What if I don’t persist the database as a serialised JSON structure but as the series of changes that created it instead?

What do I mean by that? Take a look at this quick proof-of-concept:

Example

write.js

const fs = require('fs')

const writeStream = fs.createWriteStream('data.js')
writeStream.write('const data = []\n')
writeStream.write('module.exports = data\n')

for (let i = 0; i < 1000; i++) {
  writeStream.write(`data.push(${i})\n`)
}

writeStream.close()

read.js

const data = require('./data.js')
console.log(data)

First, run write.js, then run read.js.
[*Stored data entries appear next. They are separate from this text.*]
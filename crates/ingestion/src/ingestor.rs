//! Ingestion entry points.
//!
//! The strict functions return `Result`; `ingest_path` is the fail-soft
//! boundary that folds every `IngestionError` into an empty table.

use std::fs::File;
use std::io::{BufRead, BufReader};
use std::path::Path;

use contracts::{HeaderBlock, NumericTable, StreamConfig};
use tracing::{debug, instrument, warn};

use crate::config::IngestOptions;
use crate::error::{IngestionError, Result};
use crate::header::{detect_header_lines, extract_labels};
use crate::parser::parse_data;

/// Result of one ingestion call
#[derive(Debug, Default)]
pub struct Ingested {
    /// Parsed numeric region
    pub table: NumericTable,

    /// Header line count and optional labels
    pub header: HeaderBlock,

    /// Cause of a fail-soft empty result (only set by `ingest_path`)
    pub failure: Option<IngestionError>,
}

impl Ingested {
    /// Fail-soft result carrying its cause
    pub fn failed(cause: IngestionError) -> Self {
        Self {
            table: NumericTable::empty(),
            header: HeaderBlock::default(),
            failure: Some(cause),
        }
    }

    /// True when there are no data rows, whatever the reason
    pub fn is_empty(&self) -> bool {
        self.table.is_empty()
    }

    /// Split into the table and the optional label list
    pub fn into_parts(self) -> (NumericTable, Option<Vec<String>>) {
        (self.table, self.header.labels)
    }
}

/// Ingest text already in memory.
pub fn ingest_str(text: &str, options: &IngestOptions) -> Result<Ingested> {
    let lines: Vec<&str> = text.lines().collect();
    ingest_lines(&lines, options)
}

/// Ingest from a reader, reading it fully before parsing.
pub fn ingest_reader<R: BufRead>(reader: R, options: &IngestOptions) -> Result<Ingested> {
    let owned = reader
        .lines()
        .collect::<std::io::Result<Vec<String>>>()
        .map_err(|source| IngestionError::Io {
            path: "<stream>".to_string(),
            source,
        })?;
    let lines: Vec<&str> = owned.iter().map(String::as_str).collect();
    ingest_lines(&lines, options)
}

/// Ingest a file, propagating every failure.
#[instrument(name = "ingest_file", skip(options), fields(path = %path.display()))]
pub fn try_ingest_path(path: &Path, options: &IngestOptions) -> Result<Ingested> {
    let io_err = |source: std::io::Error| IngestionError::Io {
        path: path.display().to_string(),
        source,
    };

    // handle dropped on return, success or not
    let file = File::open(path).map_err(io_err)?;
    let owned = BufReader::new(file)
        .lines()
        .collect::<std::io::Result<Vec<String>>>()
        .map_err(io_err)?;

    let lines: Vec<&str> = owned.iter().map(String::as_str).collect();
    ingest_lines(&lines, options)
}

/// Ingest a file, never failing.
///
/// Any I/O or parse error yields an empty (0, 0) table; the cause is logged
/// and kept in `Ingested::failure`.
pub fn ingest_path(path: &Path, options: &IngestOptions) -> Ingested {
    match try_ingest_path(path, options) {
        Ok(ingested) => ingested,
        Err(e) => {
            warn!(
                path = %path.display(),
                kind = e.kind(),
                error = %e,
                "ingestion failed, continuing with empty table"
            );
            observability::metrics::record_ingest_failure(e.kind());
            Ingested::failed(e)
        }
    }
}

/// Ingest a configured stream, fail-soft.
///
/// Row and header counters are labelled with the stream name.
pub fn ingest_stream(stream: &StreamConfig) -> Ingested {
    let ingested = ingest_path(&stream.path, &IngestOptions::from(stream));
    if ingested.failure.is_none() {
        observability::metrics::record_ingestion(
            &stream.name,
            ingested.table.rows(),
            ingested.header.line_count,
        );
    }
    ingested
}

fn ingest_lines(lines: &[&str], options: &IngestOptions) -> Result<Ingested> {
    let header_lines = detect_header_lines(lines.iter().copied(), options.separator);

    let labels = if options.want_header {
        let first = lines.first().copied().unwrap_or("");
        Some(extract_labels(
            first,
            options.separator,
            options.comment_marker,
        ))
    } else {
        None
    };

    let data = lines
        .iter()
        .copied()
        .enumerate()
        .skip(header_lines);
    let table = parse_data(data, options.separator, options.float_kind)?;

    debug!(
        header_lines,
        rows = table.rows(),
        cols = table.cols(),
        "table ingested"
    );

    Ok(Ingested {
        table,
        header: HeaderBlock {
            line_count: header_lines,
            labels,
        },
        failure: None,
    })
}

#[cfg(test)]
mod tests {
    use super::*;
    use contracts::FloatKind;
    use std::io::Write;

    const IMU_TEXT: &str = "\
# timestamp ax ay az
recorded by imu0
0.000 0.1 0.2 9.8
0.005 0.1 0.2 9.8
0.010 0.2 0.1 9.7
";

    #[test]
    fn test_ingest_str_with_header() {
        let options = IngestOptions::new(' ').with_header(true);
        let ingested = ingest_str(IMU_TEXT, &options).unwrap();
        assert_eq!(ingested.header.line_count, 2);
        assert_eq!(ingested.table.shape(), (3, 4));
        assert_eq!(
            ingested.header.labels.as_deref(),
            Some(&["timestamp", "ax", "ay", "az"].map(String::from)[..])
        );
        assert!(ingested.failure.is_none());
    }

    #[test]
    fn test_labels_absent_unless_requested() {
        let ingested = ingest_str(IMU_TEXT, &IngestOptions::new(' ')).unwrap();
        assert!(ingested.header.labels.is_none());
    }

    #[test]
    fn test_labels_always_from_line_zero() {
        let text = "free text line\n# a;b\n1;2\n";
        let options = IngestOptions::new(';').with_header(true);
        let ingested = ingest_str(text, &options).unwrap();
        assert_eq!(ingested.header.line_count, 2);
        assert_eq!(
            ingested.header.labels,
            Some(vec!["free text line".to_string()])
        );
    }

    #[test]
    fn test_no_header() {
        let ingested = ingest_str("1;2\n3;4\n", &IngestOptions::default()).unwrap();
        assert_eq!(ingested.header.line_count, 0);
        assert_eq!(ingested.table.shape(), (2, 2));
    }

    #[test]
    fn test_crlf_lines() {
        let ingested = ingest_str("t;x\r\n1;2\r\n3;4\r\n", &IngestOptions::default()).unwrap();
        assert_eq!(ingested.header.line_count, 1);
        assert_eq!(ingested.table.row(1), &[3.0, 4.0]);
    }

    #[test]
    fn test_header_only_input() {
        let ingested = ingest_str("a;b\nc;d\n", &IngestOptions::default()).unwrap();
        assert_eq!(ingested.header.line_count, 2);
        assert!(ingested.is_empty());
    }

    #[test]
    fn test_non_numeric_after_header_is_parse_error() {
        let err = ingest_str("t;x\n1;2\n3;n/a\n", &IngestOptions::default()).unwrap_err();
        assert!(err.is_parse());
    }

    #[test]
    fn test_ingest_reader() {
        let cursor = std::io::Cursor::new("1 2\n3 4\n");
        let ingested = ingest_reader(cursor, &IngestOptions::new(' ')).unwrap();
        assert_eq!(ingested.table.shape(), (2, 2));
    }

    #[test]
    fn test_ingest_path_reads_file() {
        let mut file = tempfile::NamedTempFile::new().unwrap();
        write!(file, "{IMU_TEXT}").unwrap();
        let options = IngestOptions::new(' ').with_float_kind(FloatKind::F32);
        let ingested = ingest_path(file.path(), &options);
        assert!(ingested.failure.is_none());
        assert_eq!(ingested.table.shape(), (3, 4));
        assert_eq!(ingested.table.kind(), FloatKind::F32);
    }

    #[test]
    fn test_ingest_path_missing_file_is_fail_soft() {
        let dir = tempfile::tempdir().unwrap();
        let ingested = ingest_path(&dir.path().join("missing.txt"), &IngestOptions::default());
        assert_eq!(ingested.table.shape(), (0, 0));
        let cause = ingested.failure.expect("cause should be recorded");
        assert_eq!(cause.kind(), "io");
    }

    #[test]
    fn test_ingest_path_ragged_file_is_fail_soft() {
        let mut file = tempfile::NamedTempFile::new().unwrap();
        write!(file, "1;2;3\n4;5\n").unwrap();
        let ingested = ingest_path(file.path(), &IngestOptions::default());
        assert!(ingested.is_empty());
        assert!(ingested.failure.as_ref().is_some_and(|e| e.is_parse()));
    }

    #[test]
    fn test_try_ingest_path_propagates() {
        let dir = tempfile::tempdir().unwrap();
        let result = try_ingest_path(&dir.path().join("nope"), &IngestOptions::default());
        assert!(matches!(result, Err(IngestionError::Io { .. })));
    }

    /// Collects the `source` label of every registered metric
    #[derive(Default)]
    struct SourceLabels(std::sync::Mutex<Vec<String>>);

    impl SourceLabels {
        fn note(&self, key: &metrics::Key) {
            for label in key.labels().filter(|l| l.key() == "source") {
                self.0.lock().unwrap().push(label.value().to_string());
            }
        }
    }

    impl metrics::Recorder for SourceLabels {
        fn describe_counter(&self, _: metrics::KeyName, _: Option<metrics::Unit>, _: metrics::SharedString) {}
        fn describe_gauge(&self, _: metrics::KeyName, _: Option<metrics::Unit>, _: metrics::SharedString) {}
        fn describe_histogram(&self, _: metrics::KeyName, _: Option<metrics::Unit>, _: metrics::SharedString) {}

        fn register_counter(&self, key: &metrics::Key, _: &metrics::Metadata<'_>) -> metrics::Counter {
            self.note(key);
            metrics::Counter::noop()
        }

        fn register_gauge(&self, key: &metrics::Key, _: &metrics::Metadata<'_>) -> metrics::Gauge {
            self.note(key);
            metrics::Gauge::noop()
        }

        fn register_histogram(&self, key: &metrics::Key, _: &metrics::Metadata<'_>) -> metrics::Histogram {
            self.note(key);
            metrics::Histogram::noop()
        }
    }

    #[test]
    fn test_ingest_stream_labels_metrics_by_stream_name() {
        let mut file = tempfile::NamedTempFile::new().unwrap();
        write!(file, "{IMU_TEXT}").unwrap();
        let mut stream = StreamConfig::new("imu", file.path());
        stream.separator = ' ';

        let recorder = SourceLabels::default();
        let ingested = metrics::with_local_recorder(&recorder, || ingest_stream(&stream));
        assert_eq!(ingested.table.shape(), (3, 4));

        let sources = recorder.0.into_inner().unwrap();
        assert!(!sources.is_empty());
        assert!(sources.iter().all(|s| s == "imu"), "got: {sources:?}");
    }

    #[test]
    fn test_ingest_stream_failure_records_no_rows() {
        let dir = tempfile::tempdir().unwrap();
        let stream = StreamConfig::new("truth", dir.path().join("missing.txt"));

        let recorder = SourceLabels::default();
        let ingested = metrics::with_local_recorder(&recorder, || ingest_stream(&stream));
        assert!(ingested.failure.is_some());
        assert!(recorder.0.into_inner().unwrap().is_empty());
    }
}
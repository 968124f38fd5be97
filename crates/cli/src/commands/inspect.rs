//! `inspect` command implementation.

use anyhow::{Context, Result};
use serde::Serialize;
use tracing::{info, warn};

use ingestion::IngestOptions;
use sync_engine::IntervalStats;

use crate::cli::InspectArgs;
use crate::error::CliError;

/// Stream report for JSON output
#[derive(Serialize)]
struct StreamReport {
    path: String,
    header_lines: usize,
    #[serde(skip_serializing_if = "Option::is_none")]
    labels: Option<Vec<String>>,
    rows: usize,
    cols: usize,
    numeric_type: String,
    #[serde(skip_serializing_if = "Option::is_none")]
    frequency_hz: Option<f64>,
    #[serde(skip_serializing_if = "Option::is_none")]
    intervals: Option<IntervalStats>,
    #[serde(skip_serializing_if = "Option::is_none")]
    frequency_error: Option<String>,
}

/// Execute the `inspect` command
pub fn run_inspect(args: &InspectArgs) -> Result<()> {
    info!(path = %args.path.display(), "Inspecting stream");

    let options = IngestOptions::new(args.sep)
        .with_float_kind(args.numeric_type)
        .with_header(args.header);
    let ingested = ingestion::ingest_path(&args.path, &options);

    if ingested.is_empty() {
        let cause = ingested
            .failure
            .as_ref()
            .map(|e| e.to_string())
            .unwrap_or_else(|| "no data rows".to_string());
        return Err(CliError::empty_stream(args.path.display().to_string(), cause).into());
    }

    let report = build_report(args, ingested);

    if args.json {
        let json =
            serde_json::to_string_pretty(&report).context("Failed to serialize stream report")?;
        println!("{}", json);
    } else {
        print_report(&report);
    }

    Ok(())
}

fn build_report(args: &InspectArgs, ingested: ingestion::Ingested) -> StreamReport {
    let header_lines = ingested.header.line_count;
    let (table, labels) = ingested.into_parts();

    // Frequency is diagnostic here; a failure is reported, not fatal.
    let (frequency_hz, intervals, frequency_error) =
        match sync_engine::estimate_frequency(&table, args.timestamp_column, args.unit) {
            Ok(hz) => (
                Some(hz),
                sync_engine::interval_stats(&table, args.timestamp_column, args.unit).ok(),
                None,
            ),
            Err(e) => {
                warn!(error = %e, "Frequency estimation failed");
                (None, None, Some(e.to_string()))
            }
        };

    StreamReport {
        path: args.path.display().to_string(),
        header_lines,
        labels,
        rows: table.rows(),
        cols: table.cols(),
        numeric_type: table.kind().to_string(),
        frequency_hz,
        intervals,
        frequency_error,
    }
}

fn print_report(report: &StreamReport) {
    println!("\n=== Stream: {} ===\n", report.path);
    println!("  Header lines: {}", report.header_lines);
    if let Some(ref labels) = report.labels {
        println!("  Labels: {}", labels.join(", "));
    }
    println!("  Shape: {} x {}", report.rows, report.cols);
    println!("  Numeric type: {}", report.numeric_type);

    match (report.frequency_hz, &report.frequency_error) {
        (Some(hz), _) => println!("  Frequency: {} Hz", hz),
        (None, Some(error)) => println!("  Frequency: unavailable ({})", error),
        (None, None) => {}
    }

    if let Some(ref iv) = report.intervals {
        println!("\n  Intervals ({} deltas)", iv.count);
        println!("    ├─ min:  {:.9} s", iv.min_s);
        println!("    ├─ max:  {:.9} s", iv.max_s);
        println!("    ├─ mean: {:.9} s", iv.mean_s);
        println!("    └─ std:  {:.9} s", iv.std_dev_s);
    }
    println!();
}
You should see the 1,000 item array logged to the console.

Why?

Even though WhatDB is for small amounts of data (since the Small Web discourages storage of privileged data on servers), having to execute a full JSON serialisation and write to disk on every write does not sit right with me.
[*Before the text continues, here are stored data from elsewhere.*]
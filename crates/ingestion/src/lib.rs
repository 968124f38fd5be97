//! # Ingestion
//!
//! Delimited text table ingestion.
//!
//! Responsibilities:
//! - Read a whole source eagerly into memory
//! - Detect the leading header block (lines that are not fully numeric)
//! - Optionally parse column labels from line 0
//! - Parse the data region into a `NumericTable`
//! - Fold I/O and parse failures into an empty table at the file boundary
//!
//! ## Usage Example
//!
//! ```no_run
//! use ingestion::{ingest_path, IngestOptions};
//! use std::path::Path;
//!
//! let options = IngestOptions::new(' ').with_header(true);
//! let imu = ingest_path(Path::new("data/imu.txt"), &options);
//! if imu.is_empty() {
//!     // no data: the cause, if any, is in `imu.failure`
//! }
//! ```

mod config;
mod error;
mod header;
mod ingestor;
mod parser;

// Re-exports
pub use config::IngestOptions;
pub use contracts::{FloatKind, HeaderBlock, NumericTable};
pub use error::{IngestionError, Result};
pub use header::{detect_header_lines, extract_labels, is_numeric_line};
pub use ingestor::{
    ingest_path, ingest_reader, ingest_str, ingest_stream, try_ingest_path, Ingested,
};
pub use parser::parse_data;
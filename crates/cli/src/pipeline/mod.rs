//! Merge run orchestration.

mod orchestrator;
mod stats;

pub use orchestrator::{Pipeline, PipelineConfig};
pub use stats::PipelineStats;
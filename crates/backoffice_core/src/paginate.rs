pub const DEFAULT_PAGE_SIZE: usize = 10;

/// Requested page, 1-based.
#[derive(Debug, Clone, Copy, PartialEq, Eq)]
pub struct PageSpec {
    pub page_index: usize,
    pub page_size: usize,
}

impl Default for PageSpec {
    fn default() -> Self {
        Self {
            page_index: 1,
            page_size: DEFAULT_PAGE_SIZE,
        }
    }
}

impl PageSpec {
    /// A zero page size is bumped to 1 so slicing never divides by zero.
    pub fn new(page_index: usize, page_size: usize) -> Self {
        Self {
            page_index,
            page_size: page_size.max(1),
        }
    }
}

#[derive(Debug, Clone, Copy, PartialEq)]
pub struct Page<'a, T> {
    pub items: &'a [T],
    pub total_pages: usize,
    pub clamped_page: usize,
}

pub fn total_pages(len: usize, page_size: usize) -> usize {
    len.div_ceil(page_size.max(1)).max(1)
}

pub fn clamp_page(page_index: usize, len: usize, page_size: usize) -> usize {
    page_index.max(1).min(total_pages(len, page_size))
}

/// Slices out the requested page, clamping the index into range first.
pub fn paginate<T>(items: &[T], page: PageSpec) -> Page<'_, T> {
    let size = page.page_size.max(1);
    let total_pages = total_pages(items.len(), size);
    let clamped_page = clamp_page(page.page_index, items.len(), size);
    let start = ((clamped_page - 1) * size).min(items.len());
    let end = (start + size).min(items.len());
    Page {
        items: &items[start..end],
        total_pages,
        clamped_page,
    }
}

#[cfg(test)]
mod tests {
    use super::*;

    #[test]
    fn zero_page_index_means_first_page() {
        let data = [1, 2, 3];
        let page = paginate(&data, PageSpec::new(0, 2));
        assert_eq!(page.clamped_page, 1);
        assert_eq!(page.items, &[1, 2]);
    }

    #[test]
    fn zero_page_size_is_treated_as_one() {
        assert_eq!(PageSpec::new(1, 0).page_size, 1);
        let data = [1, 2, 3];
        let page = paginate(
            &data,
            PageSpec {
                page_index: 2,
                page_size: 0,
            },
        );
        assert_eq!(page.items, &[2]);
        assert_eq!(page.total_pages, 3);
    }
}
Stringification is a bitch

Don’t get me wrong, it is definitely fast enough for smaller data sets. But even with 100,000 records of my test dataset I didn’t want to block the event loop in Node.js for the 40-50ms that it takes to stringify the database on every write.

When streaming isn’t enough (to lower CPU usage)

So I implemented streaming JSON serialisation using the excellent json-stream-stringify and that reduced the loop delay to the sub-ms region. But I was still maxing out CPU.

On a 1,000,000 record database (again, overkill for Small Web), that meant 100%+ CPU for the 40 seconds or so that serialisation was taking place. Actually writing the serialised data to disk, atomically, was trivial in comparison (a couple of seconds).

So at this point I have something that works for its intended use case and I can just call it a day and move on but I can’t. Even if it’s within acceptable parameters, it feels wasteful. (Is there such a thing as a code conscience? Who knows…)

Anyway, so today I started thinking out loud on the fediverse about how I could perform delta (partial) edits on the serialised data string instead of serialising the whole thing every time and that led to us throwing out ideas spanning CRDTs, piece tables, and even Kappa architectures before I came to realise that all that would be overkill and instead…

A simple idea for a simple database

What if I just stored all the instructions that are needed to create each table/object graph instead of a serialised copy of the data itself?

In fact, what if the data itself was a Node module?

This is the point that some folks will stare at me with horror in their eyes. The sacrilege… the heresy! What will they do, I wonder, when they learn that I’ve done far, far darker things…¹

Properties of such a system

Might be slow during initial object graph creation.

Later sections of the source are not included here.